Throughout United States history economic exploitation of the poor has been a constant. Whether it was the exploitation of Native Americans for food cultivation and military intelligence, or Africans in cotton fields, or Latinos in fruit fields, or Asians on the railroad, the poor have paid an extraordinary price of patriotism. In each case, it was not the work that was exploitive per se, but rather the lack of fair compensation, which has stained this nation’s honor.

Today, economic profiling by race, ethnicity and socioeconomic status is a reality. According to the United States Census, there are 37 million poor people (under the federal standard of $15,000 per household of 3) in America. Contrary to the American promise of equal protection under the law, the pigmented poor are targeted and taxed at a higher rate than affluent Americans. The poor still pay more.

I live in one of the last remaining sections of Capitol Hill in Washington, DC that is primarily African American in residences. Over the years I have noticed that two phenomenon: The poor are taxed as “have-nots”; while the more affluent are afforded lower prices as “haves.”

For example, the purchase of household goods such as food, paper products and trash bag has two realities: Those with money have more options to save money; those without must pay more. Due to the fact that nearly all middle class households have at least one automobile, they can drive to mega discount stores and buy in bulk, as they need to do so.

On the other hand, poor households do not own cars and either have to walk to the closest store or take public transportation. Not only does such usually cost more per item due to “pilfer” taxes (additional charges assessed in poor neighborhoods to offset the lost by theft), but the poor are limited by how many bags they can reasonably handle. By travel limitations and price exploitations, the not so poor are targeted by predators.

What differentiates the poor and the not so poor are typified by the possession of bank accounts and automobiles, which accounts for another set schemes. Yet, poor is poor.

The not so poor are exploited in their purchase of insurance, automobiles, and the use of money. Many insurance companies maintain “standard” and “premium” polices. Of course, “premium” policies cost more and are usually levied on the poor based on zip code. Likewise, if the poor make it to the car dealership they face another level of exploitation. Auto dealers are permitted to employ “discretionary financing” on questionable loans. However, the dealers determine when to exact the tax, based on “credit worthiness.”

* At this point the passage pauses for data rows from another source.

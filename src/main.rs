//! Readalong - 命令行朗读演示
//!
//! 用模拟语音引擎朗读文本文件（换页符分页），高亮输出到日志

use std::sync::Arc;

use readalong::application::{
    HighlightOverlay, PlaybackController, PlaybackEvent, SpeechEngines, TextLocator,
};
use readalong::config::{load_config, print_config, AppConfig};
use readalong::domain::{DocumentKey, PositionValidator};
use readalong::infrastructure::adapters::{
    InMemoryDocument, SimulatedSpeechEngine, TracingRenderer,
};
use readalong::infrastructure::events::EventPublisher;
use readalong::infrastructure::memory::InMemoryResultCache;
use readalong::infrastructure::runtime::{Mailbox, PlaybackRuntime};

const SAMPLE_TEXT: &str = "The quick brown fox jumps over the lazy dog. It was not amused!\n\
Did the fox care? Not at all.\u{0C}第二页从这里开始。狐狸跑远了！";

#[tokio::main]
async fn main() -> anyhow::Result<()> {
    // 加载配置（优先级：环境变量 > 配置文件 > 默认值）
    let config = load_config().map_err(|e| anyhow::anyhow!("Failed to load config: {}", e))?;

    init_tracing(&config);
    tracing::info!("Readalong - 朗读与同步高亮");
    print_config(&config);

    // 文档：命令行参数指定文件，否则使用内置示例
    let document = match std::env::args().nth(1) {
        Some(path) => InMemoryDocument::from_file(&path, config.layout.clone())
            .map_err(|e| anyhow::anyhow!("Failed to open {}: {}", path, e))?,
        None => InMemoryDocument::from_text(
            DocumentKey::generate(),
            SAMPLE_TEXT,
            config.layout.clone(),
        ),
    };
    let document = Arc::new(document);

    // 创建 mailbox，语音引擎的回调经由它回到 runtime
    let mailbox = Mailbox::new();
    let mut engines = SpeechEngines::new(Arc::new(SimulatedSpeechEngine::new(
        config.speech.engine.clone(),
        mailbox.speech_sink(),
    )));
    if let Some(fallback) = config.speech.fallback_engine() {
        engines = engines.with_fallback(Arc::new(SimulatedSpeechEngine::new(
            fallback,
            mailbox.speech_sink(),
        )));
    }

    // 创建事件发布器，先订阅再启动
    let event_publisher = EventPublisher::new().arc();
    let mut events = event_publisher.subscribe();

    let locator = TextLocator::new(
        config.locator.clone(),
        PositionValidator::new(config.validator.clone()),
        InMemoryResultCache::new(config.cache.clone()).arc(),
    );
    let controller = PlaybackController::new(
        config.playback.clone(),
        config.segmenter.clone(),
        locator,
        HighlightOverlay::new(Arc::new(TracingRenderer::new())),
        engines,
        event_publisher.clone(),
    );

    let (runtime, handle) = PlaybackRuntime::new(controller, mailbox);
    let runtime_task = tokio::spawn(runtime.run());

    handle.open_document(document, 0).await?;
    handle.speak().await?;

    loop {
        tokio::select! {
            event = events.recv() => match event {
                Ok(PlaybackEvent::PlaybackFinished) => {
                    tracing::info!("Playback finished");
                    break;
                }
                Ok(PlaybackEvent::SentenceChanged { text, page_index, sentence_index }) => {
                    tracing::info!(page_index, sentence_index, text = %text, "Reading");
                }
                Ok(event) => match serde_json::to_string(&event) {
                    Ok(json) => tracing::debug!(event = %json, "Playback event"),
                    Err(e) => tracing::warn!(error = %e, "Failed to encode playback event"),
                },
                Err(tokio::sync::broadcast::error::RecvError::Lagged(skipped)) => {
                    tracing::warn!(skipped, "Event receiver lagged");
                }
                Err(tokio::sync::broadcast::error::RecvError::Closed) => break,
            },
            _ = tokio::signal::ctrl_c() => {
                tracing::info!("Interrupted, stopping playback");
                handle.stop().await?;
                break;
            }
        }
    }

    handle.shutdown();
    runtime_task.await?;
    Ok(())
}

/// 初始化日志
fn init_tracing(config: &AppConfig) {
    let log_filter = format!("{},readalong={}", config.log.level, config.log.level);
    let filter = tracing_subscriber::EnvFilter::try_from_default_env()
        .unwrap_or_else(|_| tracing_subscriber::EnvFilter::new(&log_filter));

    if config.log.json {
        tracing_subscriber::fmt().json().with_env_filter(filter).init();
    } else {
        tracing_subscriber::fmt().with_env_filter(filter).init();
    }
}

Notwithstanding how the poor pay more for food, insurance, and automobiles, the most egregious exploitation of the poor has been the cost of money for the pigmented and the poor. After all, race, in addition to household income and credit worthiness, has led to the meltdown of the American economy. Predatory lenders targeted poor people of color (African American and Latino) with inflated loans (sub-prime) when many qualified for prime one. Predatory lenders—not unlike “loan sharks”—applied exorbitant fees and invented “loan swaps” to tax the poor. Most recently, the oxygen found in money is now being pumped to the poorer veins of America.

In particular, I was proud to witness President Obama sign new credit card legislation that will prohibit credit card companies from charging over 24% interest, raising interest rates on existing balances under 60 days notice. By signing the legislation, President Obama began the process of protecting the poor from being preyed upon.

If we are to be the nation we boast, why not help the poor get off of the floor first? The house America builds by protecting the poor will be on solid ground.